3. Traditional circuit style sessions with me to combine the two and add variety. Circuit training is a great way to train aerobically whilst also performing resistance training. I also used the circuit training to teach technique for fundamental movements.

So, how did this individual do at their first reassessment? Here are the areas where this individual performed incredibly well…

1. Aerobic fitness improved considerably. Their resting heart rate after a 3 minute step test improved from 150BPM to 100 BPM. The bleep test result improved dramatically from level 3/7 to level 5/0 (and that is without any focussed anaerobic training – i.e. learning to cope with high intensity cardio).

2. Upper body strength improved fantastically. In the old fashioned ‘bang out as many push ups as you can in 1 minute’ test, this individual could only perform 22 knee push ups originally, but at their reassessment they completed 22 full push ups (with great form). With weights, this individual could perform, on average, 3 times as many reps with the same weight on a military press, bench press and seated cable row.

However, not everything improved dramatically…

1. Leg strength improved marginally as measured by a leg press test and a wall sit.

2. Core strength improved only marginally with the plank test and got worse in the sit up test.

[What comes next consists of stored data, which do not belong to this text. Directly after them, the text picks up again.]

#[cfg(test)]
mod tests {
    use super::*;
    use crate::waveform::host::RecordedBuffer;
    use crate::waveform::resize::{ResizeStrategy, DEFAULT_DEBOUNCE};
    use crate::waveform::surface::Rgba;
    use crate::waveform::testing::{EventLog, HostEvent};
    use std::time::Duration;

    fn visualizer(options: WaveformOptions) -> WaveformVisualizer {
        WaveformVisualizer::new(
            options,
            ResizeCoordinator::new(ResizeStrategy::Observer, DEFAULT_DEBOUNCE, 1.0),
            OffloadCoordinator::inline(),
        )
    }

    fn recording() -> RecordedBuffer {
        let samples = (0..48_000).map(|i| (i as f32 * 0.003).sin() * 0.7).collect();
        RecordedBuffer::mono(samples, 48_000)
    }

    fn playback(buffer: &RecordedBuffer, time: f64) -> ControlState<'_> {
        ControlState {
            recorded_buffer: Some(buffer),
            current_audio_time: time,
            duration: buffer.duration(),
            is_available_recorded_audio: true,
            ..ControlState::default()
        }
    }

    fn submissions(events: &EventLog) -> usize {
        events
            .events
            .iter()
            .filter(|e| {
                matches!(
                    e,
                    HostEvent::ProcessingOnResize(true) | HostEvent::ProcessingAudioOnComplete(true)
                )
            })
            .count()
    }

    #[test]
    fn test_recorded_buffer_is_extracted_once() {
        let buffer = recording();
        let mut viz = visualizer(WaveformOptions::default());
        let mut events = EventLog::default();
        let container = ContainerSize::new(400.0, 200.0);
        let now = Instant::now();
        viz.mount(container, 1024.0, now);

        let control = playback(&buffer, 0.0);
        assert_eq!(viz.tick(&control, container, &mut events, now), RenderMode::Recorded);
        assert_eq!(viz.bars().unwrap().len(), 100);
        viz.tick(&control, container, &mut events, now);
        assert_eq!(submissions(&events), 1);
    }

    #[test]
    fn test_resize_during_playback_reextracts_once() {
        let buffer = recording();
        let mut viz = visualizer(WaveformOptions::default());
        let mut events = EventLog::default();
        let start = Instant::now();
        let small = ContainerSize::new(400.0, 200.0);
        let large = ContainerSize::new(800.0, 200.0);
        viz.mount(small, 1024.0, start);

        let control = playback(&buffer, 0.25);
        viz.tick(&control, small, &mut events, start);
        let before = viz.bars().unwrap().clone();

        for step in 0..5u64 {
            let at = start + Duration::from_millis(20 * step);
            viz.resize(ResizeSignal::Layout(large), 1024.0, &control, &mut events, at);
            viz.tick(&control, large, &mut events, at);
        }
        assert!(viz.is_busy());
        assert!(Arc::ptr_eq(viz.bars().unwrap(), &before));

        let settled = start + Duration::from_millis(80) + DEFAULT_DEBOUNCE;
        viz.tick(&control, large, &mut events, settled);
        viz.tick(&control, large, &mut events, settled + Duration::from_secs(1));

        let after = viz.bars().unwrap();
        assert_eq!(before.len(), 100);
        assert_eq!(after.len(), 200);
        assert_eq!(viz.surface().size(), (800, 200));
        assert_eq!(submissions(&events), 2);
        assert!(events.events.contains(&HostEvent::ProcessingOnResize(false)));
    }

    #[tokio::test(flavor = "multi_thread", worker_threads = 2)]
    async fn test_background_resize_never_paints_old_bars() {
        let samples = (0..4_800_000).map(|i| (i as f32 * 0.003).sin() * 0.7).collect();
        let buffer = RecordedBuffer::mono(samples, 48_000);
        let options = WaveformOptions {
            background_color: Rgba::rgb(0, 0, 0),
            rounded: 0.0,
            ..WaveformOptions::default()
        };
        let mut viz = WaveformVisualizer::new(
            options.clone(),
            ResizeCoordinator::new(ResizeStrategy::Observer, DEFAULT_DEBOUNCE, 1.0),
            OffloadCoordinator::new(),
        );
        let mut events = EventLog::default();
        let start = Instant::now();
        let small = ContainerSize::new(400.0, 200.0);
        let large = ContainerSize::new(800.0, 200.0);
        viz.mount(small, 1024.0, start);

        let control = playback(&buffer, buffer.duration());
        let mut at = start;
        for _ in 0..2_000 {
            viz.tick(&control, small, &mut events, at);
            if viz.bars().is_some() {
                break;
            }
            tokio::time::sleep(Duration::from_millis(5)).await;
            at += Duration::from_millis(5);
        }
        assert_eq!(viz.bars().unwrap().len(), 100);

        viz.resize(ResizeSignal::Layout(large), 1024.0, &control, &mut events, at);
        at += DEFAULT_DEBOUNCE;
        let mode = viz.tick(&control, large, &mut events, at);
        assert_eq!(viz.surface().size(), (800, 200));
        if viz.bars().is_some_and(|bars| bars.width() == 400) {
            // Old bars are held back until the new extraction lands.
            assert_eq!(mode, RenderMode::Idle);
            assert_ne!(viz.surface().pixel(396, 100), Some(options.main_bar_color));
        }

        for _ in 0..2_000 {
            if viz.bars().is_some_and(|bars| bars.width() == 800) {
                break;
            }
            tokio::time::sleep(Duration::from_millis(5)).await;
            at += Duration::from_millis(5);
            viz.tick(&control, large, &mut events, at);
        }
        assert_eq!(viz.tick(&control, large, &mut events, at), RenderMode::Recorded);
        assert_eq!(viz.bars().unwrap().len(), 200);
        assert_eq!(viz.surface().pixel(796, 100), Some(options.main_bar_color));
        assert_eq!(submissions(&events), 2);
    }

    #[test]
    fn test_stale_bars_are_not_painted() {
        let buffer = recording();
        let mut viz = visualizer(WaveformOptions::default());
        let mut events = EventLog::default();
        let container = ContainerSize::new(400.0, 200.0);
        let now = Instant::now();
        viz.mount(container, 1024.0, now);
        let control = playback(&buffer, 0.0);
        viz.tick(&control, container, &mut events, now);

        viz.apply_geometry(Geometry::from_container(ContainerSize::new(800.0, 200.0), 1.0));
        assert_eq!(viz.render(&control, &mut events), RenderMode::Idle);
        assert_eq!(viz.bars().unwrap().width(), 400);
    }

    #[test]
    fn test_live_mode_resizes_without_extraction() {
        let mut viz = visualizer(WaveformOptions::default());
        let mut events = EventLog::default();
        let now = Instant::now();
        viz.mount(ContainerSize::new(100.0, 40.0), 1024.0, now);

        let feed = [0.5_f32; 64];
        let control = ControlState {
            audio_data: &feed,
            is_recording_in_progress: true,
            ..ControlState::default()
        };
        assert_eq!(
            viz.tick(&control, ContainerSize::new(100.0, 40.0), &mut events, now),
            RenderMode::Live
        );
        viz.resize(
            ResizeSignal::Layout(ContainerSize::new(200.0, 40.0)),
            1024.0,
            &control,
            &mut events,
            now,
        );
        assert_eq!(viz.surface().size(), (200, 40));
        assert!(events.events.is_empty());
    }

    #[test]
    fn test_playhead_paints_played_bars() {
        let buffer = recording();
        let options = WaveformOptions {
            background_color: Rgba::rgb(0, 0, 0),
            rounded: 0.0,
            ..WaveformOptions::default()
        };
        let mut viz = visualizer(options.clone());
        let mut events = EventLog::default();
        let container = ContainerSize::new(400.0, 200.0);
        let now = Instant::now();
        viz.mount(container, 1024.0, now);

        let control = playback(&buffer, buffer.duration() / 2.0);
        viz.tick(&control, container, &mut events, now);
        let surface = viz.surface();
        assert_eq!(surface.pixel(0, 100), Some(options.main_bar_color));
        assert_eq!(surface.pixel(396, 100), Some(options.secondary_bar_color));
        assert_eq!(surface.pixel(2, 100), Some(Rgba::rgb(0, 0, 0)));
    }

    #[test]
    fn test_seek_reports_time() {
        let buffer = recording();
        let mut viz = visualizer(WaveformOptions::default());
        let mut events = EventLog::default();
        let container = ContainerSize::new(400.0, 200.0);
        let now = Instant::now();
        viz.mount(container, 1024.0, now);
        let control = playback(&buffer, 0.0);
        viz.tick(&control, container, &mut events, now);

        assert_eq!(viz.seek(100.0, &control, &mut events), Some(0.25));
        assert_eq!(events.events.last(), Some(&HostEvent::CurrentAudioTime(0.25)));
        assert_eq!(viz.seek(100.0, &ControlState::default(), &mut events), None);
    }

    #[test]
    fn test_only_recording_resets_canvas() {
        let buffer = recording();
        let mut viz = visualizer(WaveformOptions {
            only_recording: true,
            ..WaveformOptions::default()
        });
        let mut events = EventLog::default();
        let container = ContainerSize::new(400.0, 200.0);
        let now = Instant::now();
        viz.mount(container, 1024.0, now);

        let control = playback(&buffer, 0.0);
        assert_eq!(viz.tick(&control, container, &mut events, now), RenderMode::Idle);
        viz.tick(&control, container, &mut events, now);
        assert_eq!(events.events, vec![HostEvent::ClearCanvas]);
        assert!(viz.bars().is_none());
    }

    #[test]
    fn test_clear_drops_bars() {
        let buffer = recording();
        let mut viz = visualizer(WaveformOptions::default());
        let mut events = EventLog::default();
        let container = ContainerSize::new(400.0, 200.0);
        let now = Instant::now();
        viz.mount(container, 1024.0, now);
        viz.tick(&playback(&buffer, 0.0), container, &mut events, now);
        assert!(viz.bars().is_some());

        let cleared = ControlState {
            is_cleared: true,
            ..ControlState::default()
        };
        assert_eq!(viz.tick(&cleared, container, &mut events, now), RenderMode::Idle);
        assert!(viz.bars().is_none());
    }

    #[test]
    fn test_option_change_reextracts() {
        let buffer = recording();
        let mut viz = visualizer(WaveformOptions::default());
        let mut events = EventLog::default();
        let container = ContainerSize::new(400.0, 200.0);
        let now = Instant::now();
        viz.mount(container, 1024.0, now);
        let control = playback(&buffer, 0.0);
        viz.tick(&control, container, &mut events, now);

        viz.set_options(
            WaveformOptions {
                gap: 3,
                ..WaveformOptions::default()
            },
            &mut events,
        );
        viz.tick(&control, container, &mut events, now);
        assert_eq!(viz.bars().unwrap().len(), 50);
        assert_eq!(submissions(&events), 2);
    }

    #[test]
    fn test_narrow_viewport_widens_bars() {
        let mut viz = visualizer(WaveformOptions::default());
        viz.mount(ContainerSize::new(300.0, 100.0), 320.0, Instant::now());
        assert_eq!(viz.layout(), BarLayout::new(3, 1));
    }
}
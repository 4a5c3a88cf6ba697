//! Terminal user interface: waveform pane plus a one-line footer.
//!
//! The pane is a [`CanvasView`] over the engine's pixel surface. Input is
//! translated into [`Input`] values; the command loop decides what they mean
//! for the current session state.

use crossterm::{
    event::{
        self, DisableMouseCapture, EnableMouseCapture, Event, KeyCode, KeyEvent, KeyEventKind,
        KeyModifiers, MouseButton, MouseEvent, MouseEventKind,
    },
    execute,
    terminal::{disable_raw_mode, enable_raw_mode, EnterAlternateScreen, LeaveAlternateScreen},
};
use ratatui::{
    prelude::*,
    text::{Line, Span},
    widgets::Paragraph,
};
use std::io::{stdout, Stdout};
use std::time::Duration;

use super::canvas::CanvasView;
use crate::waveform::PixelSurface;

const FOOTER_HEIGHT: u16 = 1;
const SEEK_STEP_SECS: f64 = 5.0;

/// User input, already mapped from raw terminal events.
#[derive(Debug, Clone, Copy, PartialEq)]
pub enum Input {
    /// Escape, 'q' or Ctrl+C
    Quit,
    /// Enter: stop recording
    Confirm,
    /// Space: pause or resume recording or playback
    TogglePause,
    /// Arrow keys: jump relative to the playhead, in seconds
    SeekBy(f64),
    /// 'r': start a new recording
    Record,
    /// 'c': discard the current recording
    Clear,
    /// Mouse press or drag over a terminal column
    Scrub(u16),
    /// Terminal window resized to columns x rows
    Resize(u16, u16),
}

#[derive(Debug, Clone, Copy, PartialEq, Eq)]
pub enum Status {
    Idle,
    Recording,
    RecordingPaused,
    Playing,
    PlaybackPaused,
}

/// What the footer line shows.
#[derive(Debug, Clone, PartialEq)]
pub struct Footer {
    pub status: Status,
    pub elapsed: f64,
    /// Known for recorded audio only
    pub total: Option<f64>,
    pub processing: bool,
    pub silent_playback: bool,
}

pub struct WavebarTui {
    terminal: Terminal<CrosstermBackend<Stdout>>,
    active: bool,
}

impl WavebarTui {
    /// Enters raw mode, the alternate screen and mouse capture.
    ///
    /// # Errors
    /// - If terminal cannot be initialized
    pub fn new() -> anyhow::Result<Self> {
        enable_raw_mode()?;
        let mut stdout = stdout();
        execute!(stdout, EnterAlternateScreen, EnableMouseCapture)?;

        let backend = CrosstermBackend::new(stdout);
        let terminal = Terminal::new(backend)?;
        Ok(Self {
            terminal,
            active: true,
        })
    }

    /// Area currently available to the waveform pane.
    pub fn waveform_area(&self) -> anyhow::Result<Rect> {
        let size = self.terminal.size()?;
        Ok(split(Rect::new(0, 0, size.width, size.height)).0)
    }

    pub fn draw(&mut self, surface: &PixelSurface, footer: &Footer) -> anyhow::Result<()> {
        let line = footer_line(footer);
        self.terminal.draw(|frame| {
            let (pane, footer_area) = split(frame.area());
            frame.render_widget(CanvasView::new(surface), pane);
            frame.render_widget(
                Paragraph::new(line).style(
                    Style::default()
                        .fg(Color::Rgb(185, 207, 212))
                        .bg(Color::Rgb(0, 0, 0)),
                ),
                footer_area,
            );
        })?;
        Ok(())
    }

    /// Waits up to `timeout` for the next meaningful input.
    pub fn next_input(&mut self, timeout: Duration) -> anyhow::Result<Option<Input>> {
        if !event::poll(timeout)? {
            return Ok(None);
        }
        Ok(match event::read()? {
            Event::Key(key) => map_key(key),
            Event::Mouse(mouse) => map_mouse(mouse),
            Event::Resize(cols, rows) => Some(Input::Resize(cols, rows)),
            _ => None,
        })
    }

    /// Restores the terminal. Safe to call more than once.
    pub fn cleanup(&mut self) -> anyhow::Result<()> {
        if !self.active {
            return Ok(());
        }
        self.active = false;
        disable_raw_mode()?;
        execute!(
            self.terminal.backend_mut(),
            DisableMouseCapture,
            LeaveAlternateScreen
        )?;
        self.terminal.show_cursor()?;
        Ok(())
    }
}

impl Drop for WavebarTui {
    fn drop(&mut self) {
        let _ = self.cleanup();
    }
}

/// Splits the screen into the waveform pane and the footer row.
pub fn split(area: Rect) -> (Rect, Rect) {
    let footer_height = FOOTER_HEIGHT.min(area.height);
    let pane = Rect {
        height: area.height - footer_height,
        ..area
    };
    let footer = Rect {
        y: area.y + pane.height,
        height: footer_height,
        ..area
    };
    (pane, footer)
}

fn map_key(key: KeyEvent) -> Option<Input> {
    if key.kind == KeyEventKind::Release {
        return None;
    }
    match key.code {
        KeyCode::Char('c') if key.modifiers.contains(KeyModifiers::CONTROL) => {
            tracing::debug!("Ctrl+C pressed");
            Some(Input::Quit)
        }
        KeyCode::Char('q') | KeyCode::Esc => Some(Input::Quit),
        KeyCode::Enter => Some(Input::Confirm),
        KeyCode::Char(' ') => Some(Input::TogglePause),
        KeyCode::Left => Some(Input::SeekBy(-SEEK_STEP_SECS)),
        KeyCode::Right => Some(Input::SeekBy(SEEK_STEP_SECS)),
        KeyCode::Char('r') => Some(Input::Record),
        KeyCode::Char('c') => Some(Input::Clear),
        _ => None,
    }
}

fn map_mouse(mouse: MouseEvent) -> Option<Input> {
    match mouse.kind {
        MouseEventKind::Down(MouseButton::Left) | MouseEventKind::Drag(MouseButton::Left) => {
            Some(Input::Scrub(mouse.column))
        }
        _ => None,
    }
}

/// `m:ss`, clamping negative and non-finite values to zero.
pub fn format_clock(secs: f64) -> String {
    let secs = if secs.is_finite() { secs.max(0.0) as u64 } else { 0 };
    format!("{}:{:02}", secs / 60, secs % 60)
}

fn footer_line(footer: &Footer) -> Line<'static> {
    let indicator = match footer.status {
        Status::Recording => Span::styled("● ", Style::default().fg(Color::Red)),
        Status::RecordingPaused => Span::styled("⏸ ", Style::default().fg(Color::Yellow)),
        Status::Playing => Span::styled("▶ ", Style::default().fg(Color::Green)),
        Status::PlaybackPaused => Span::styled("⏸ ", Style::default().fg(Color::Green)),
        Status::Idle => Span::raw("■ "),
    };

    let clock = match footer.total {
        Some(total) => format!("{} / {}", format_clock(footer.elapsed), format_clock(total)),
        None => format_clock(footer.elapsed),
    };

    let mut spans = vec![indicator, Span::raw(clock)];
    if footer.processing {
        spans.push(Span::styled(
            "  processing…",
            Style::default().add_modifier(Modifier::DIM),
        ));
    }
    if footer.silent_playback {
        spans.push(Span::styled(
            "  (no audio output)",
            Style::default().add_modifier(Modifier::DIM),
        ));
    }
    let hint = match footer.status {
        Status::Recording | Status::RecordingPaused => "  enter stop · space pause · q quit",
        Status::Playing | Status::PlaybackPaused => {
            "  space play/pause · ←/→ seek · click scrub · r record · c clear · q quit"
        }
        Status::Idle => "  r record · q quit",
    };
    spans.push(Span::styled(hint, Style::default().add_modifier(Modifier::DIM)));
    Line::from(spans)
}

Now here’s where we refer to the principle of specificity. After the assessment, this individual and I spoke in depth about his program. As it turns out, he had been skipping some of the leg exercises and most of the core exercises on his program. His test results has precisely highlighted that fact that you cannot improve in a component of your fitness if you don’t train that component – your legs won’t get stronger if you only bang out pull ups every day!

These test results also highlighted another very important point - be honest with your trainer! I was delighted with this individual’s reassessment (it was a great reassessment) but I was also delighted that he was totally honest with me. We could then discuss why certain exercises had been skipped and what we can do in the future to make it easier to perform those exercises. I think that this is particularly important when it comes to weight loss and diet – we are here to help! If you don’t tell us the truth, we can’t help you.